### The task:
Examine each line of the data. Copy the line if it includes the word "mismatch".

(Stored dataset items)
----------------------------------------

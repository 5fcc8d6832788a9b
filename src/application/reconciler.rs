use super::cache::ClientQuoteCache;
use crate::domain::booking::{BookingDraft, SessionDraft};
use crate::domain::order::{MakeOrderRequest, Order};
use crate::domain::payment::{PaymentReference, PaymentTransaction};
use crate::domain::ports::{OrderServiceRef, PaymentGatewayRef};
use crate::error::{Result, ShippingError};
use std::collections::HashMap;
use std::sync::{Mutex, MutexGuard, PoisonError};
use std::time::{Duration, Instant};
use tracing::{debug, error, info, warn};

/// Where one payment reference is in the verify-then-create flow.
#[derive(Debug, Clone, PartialEq)]
pub enum ReconcileState {
    Unverified,
    Verifying,
    Verified,
    OrderCreated(Order),
    Failed { creation_attempted: bool },
}

/// How long a finished reference is remembered.
pub const DEFAULT_RETENTION: Duration = Duration::from_secs(24 * 60 * 60);

impl ReconcileState {
    fn is_terminal(&self) -> bool {
        matches!(self, Self::OrderCreated(_) | Self::Failed { .. })
    }
}

#[derive(Debug)]
struct Entry {
    state: ReconcileState,
    since: Instant,
}

type Table = HashMap<PaymentReference, Entry>;
type StateTable = Mutex<Table>;

fn lock(states: &StateTable) -> MutexGuard<'_, Table> {
    states.lock().unwrap_or_else(PoisonError::into_inner)
}

fn set(states: &StateTable, reference: &PaymentReference, state: ReconcileState) {
    lock(states).insert(
        reference.clone(),
        Entry {
            state,
            since: Instant::now(),
        },
    );
}

/// Marks the reference failed unless `complete` ran. Covers early returns
/// and a caller that drops the future mid-flight.
struct InFlight<'a> {
    states: &'a StateTable,
    reference: &'a PaymentReference,
    creation_attempted: bool,
    done: bool,
}

impl<'a> InFlight<'a> {
    fn advance(&self, state: ReconcileState) {
        set(self.states, self.reference, state);
    }

    fn complete(mut self, order: Order) {
        self.advance(ReconcileState::OrderCreated(order));
        self.done = true;
    }
}

impl Drop for InFlight<'_> {
    fn drop(&mut self) {
        if !self.done {
            set(
                self.states,
                self.reference,
                ReconcileState::Failed {
                    creation_attempted: self.creation_attempted,
                },
            );
        }
    }
}

/// Verifies a payment and creates exactly one order for it.
///
/// The order endpoint is not idempotent, so every reference passes through
/// a guard table: a second caller for the same reference never reaches the
/// backend while the first is in flight, gets the recorded order once the
/// first has succeeded, and is refused if a creation attempt already failed.
/// Finished references are forgotten after `retention`; in-flight ones never.
pub struct OrderReconciler {
    gateway: PaymentGatewayRef,
    orders: OrderServiceRef,
    cache: ClientQuoteCache,
    states: StateTable,
    retention: Duration,
}

enum Claim {
    Proceed,
    Done(Order),
}

impl OrderReconciler {
    pub fn new(gateway: PaymentGatewayRef, orders: OrderServiceRef, cache: ClientQuoteCache) -> Self {
        Self {
            gateway,
            orders,
            cache,
            states: Mutex::new(HashMap::new()),
            retention: DEFAULT_RETENTION,
        }
    }

    pub fn with_retention(mut self, retention: Duration) -> Self {
        self.retention = retention;
        self
    }

    pub fn state(&self, reference: &PaymentReference) -> ReconcileState {
        lock(&self.states)
            .get(reference)
            .map(|entry| entry.state.clone())
            .unwrap_or(ReconcileState::Unverified)
    }

    /// Number of references currently remembered.
    pub fn tracked(&self) -> usize {
        lock(&self.states).len()
    }

    fn evict_expired(&self, states: &mut Table) {
        let before = states.len();
        states.retain(|_, entry| !entry.state.is_terminal() || entry.since.elapsed() < self.retention);
        let evicted = before - states.len();
        if evicted > 0 {
            debug!(evicted, "forgot finished payment references");
        }
    }

    fn claim(&self, reference: &PaymentReference) -> Result<Claim> {
        let mut states = lock(&self.states);
        self.evict_expired(&mut states);
        match states.get(reference).map(|entry| &entry.state) {
            Some(ReconcileState::OrderCreated(order)) => Ok(Claim::Done(order.clone())),
            Some(ReconcileState::Verifying | ReconcileState::Verified)
            | Some(ReconcileState::Failed {
                creation_attempted: true,
            }) => Err(ShippingError::DuplicateOrderAttempt(reference.to_string())),
            _ => {
                states.insert(
                    reference.clone(),
                    Entry {
                        state: ReconcileState::Verifying,
                        since: Instant::now(),
                    },
                );
                Ok(Claim::Proceed)
            }
        }
    }

    pub async fn reconcile(
        &self,
        session: &str,
        reference: &PaymentReference,
        auth_token: &str,
    ) -> Result<Order> {
        if auth_token.trim().is_empty() {
            return Err(ShippingError::NotAuthenticated);
        }
        ClientQuoteCache::key(session)?;

        match self.claim(reference)? {
            Claim::Done(order) => {
                info!(%reference, order_no = %order.order_no, "order already created for reference");
                return Ok(order);
            }
            Claim::Proceed => {}
        }

        let mut flight = InFlight {
            states: &self.states,
            reference,
            creation_attempted: false,
            done: false,
        };

        let transaction = self.gateway.verify(reference).await?;
        check_ownership(&transaction, reference, session)?;
        flight.advance(ReconcileState::Verified);

        let draft = self.cache.load(session).await?;
        let request = build_order_request(&transaction, draft.as_ref())?;

        flight.creation_attempted = true;
        let order = self
            .orders
            .create_order(auth_token, &request)
            .await
            .inspect_err(|e| error!(%reference, error = %e, "order creation failed after payment"))?;

        info!(%reference, order_no = %order.order_no, zone = %request.zone_picked, "order created from payment");
        flight.complete(order.clone());

        if let Err(e) = self.cache.clear(session).await {
            warn!(%reference, error = %e, "order created but draft could not be cleared");
        }
        Ok(order)
    }
}

/// The verified payment must be the one asked for, and a payment started
/// for one session cannot be settled against another session's draft.
fn check_ownership(
    transaction: &PaymentTransaction,
    reference: &PaymentReference,
    session: &str,
) -> Result<()> {
    if transaction.reference != *reference {
        warn!(%reference, verified = %transaction.reference, "gateway verified a different reference");
        return Err(ShippingError::PaymentVerificationFailed(format!(
            "gateway verified {} when {reference} was requested",
            transaction.reference
        )));
    }
    if let Some(owner) = transaction.metadata.session.as_deref()
        && owner != session
    {
        warn!(%reference, owner, session, "payment reconciled from a different session");
        return Err(ShippingError::PaymentVerificationFailed(format!(
            "payment {reference} was started in a different session"
        )));
    }
    Ok(())
}

/// A draft booking only fills gaps when it describes the shipment that was
/// actually paid for.
fn check_draft_matches(transaction: &PaymentTransaction, booking: &BookingDraft) -> Result<()> {
    let metadata = &transaction.metadata;
    let mismatch = |what: String| {
        ShippingError::PaymentVerificationFailed(format!(
            "payment {} does not match the session draft: {what}",
            transaction.reference
        ))
    };
    if let Some(zone) = &metadata.zone
        && *zone != booking.zone_picked
    {
        return Err(mismatch(format!("paid for {zone}, draft is for {}", booking.zone_picked)));
    }
    if let Some(weight) = &metadata.weight {
        let paid = weight.rounded()?;
        let drafted = booking.shipment.weight.rounded()?;
        if paid != drafted {
            return Err(mismatch(format!("paid for {paid}kg, draft is for {drafted}kg")));
        }
    }
    Ok(())
}

/// Builds the order from what the gateway verified, filling gaps from the
/// session draft.
fn build_order_request(
    transaction: &PaymentTransaction,
    draft: Option<&SessionDraft>,
) -> Result<MakeOrderRequest> {
    let metadata = &transaction.metadata;
    let booking = match (&metadata.booking, draft.and_then(|d| d.booking.as_ref())) {
        (Some(paid), _) => Some(paid),
        (None, Some(drafted)) => {
            check_draft_matches(transaction, drafted)?;
            Some(drafted)
        }
        (None, None) => None,
    };

    let unlinked = |what: &str| {
        ShippingError::PaymentVerificationFailed(format!(
            "payment {} carries no {what}; it cannot be tied to a shipment",
            transaction.reference
        ))
    };

    let zone = metadata
        .zone
        .clone()
        .or_else(|| booking.map(|b| b.zone_picked.clone()))
        .ok_or_else(|| unlinked("zone"))?;
    let weight = metadata
        .weight
        .or_else(|| booking.map(|b| b.shipment.weight))
        .ok_or_else(|| unlinked("weight"))?;
    let email = metadata
        .email
        .clone()
        .or_else(|| booking.map(|b| b.sender.email.clone()))
        .or_else(|| transaction.customer_email.clone())
        .filter(|e| !e.trim().is_empty())
        .ok_or_else(|| unlinked("email"))?;

    let request = MakeOrderRequest::new(
        zone,
        weight,
        email,
        transaction.amount,
        metadata.delivery_speed,
    )?;
    Ok(match booking {
        Some(booking) => request.with_booking(booking.to_fields()),
        None => request,
    })
}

----------------------------------------

### Your solution:
    let mismatch = |what: String| {
        return Err(mismatch(format!("paid for {zone}, draft is for {}", booking.zone_picked)));
            return Err(mismatch(format!("paid for {paid}kg, draft is for {drafted}kg")));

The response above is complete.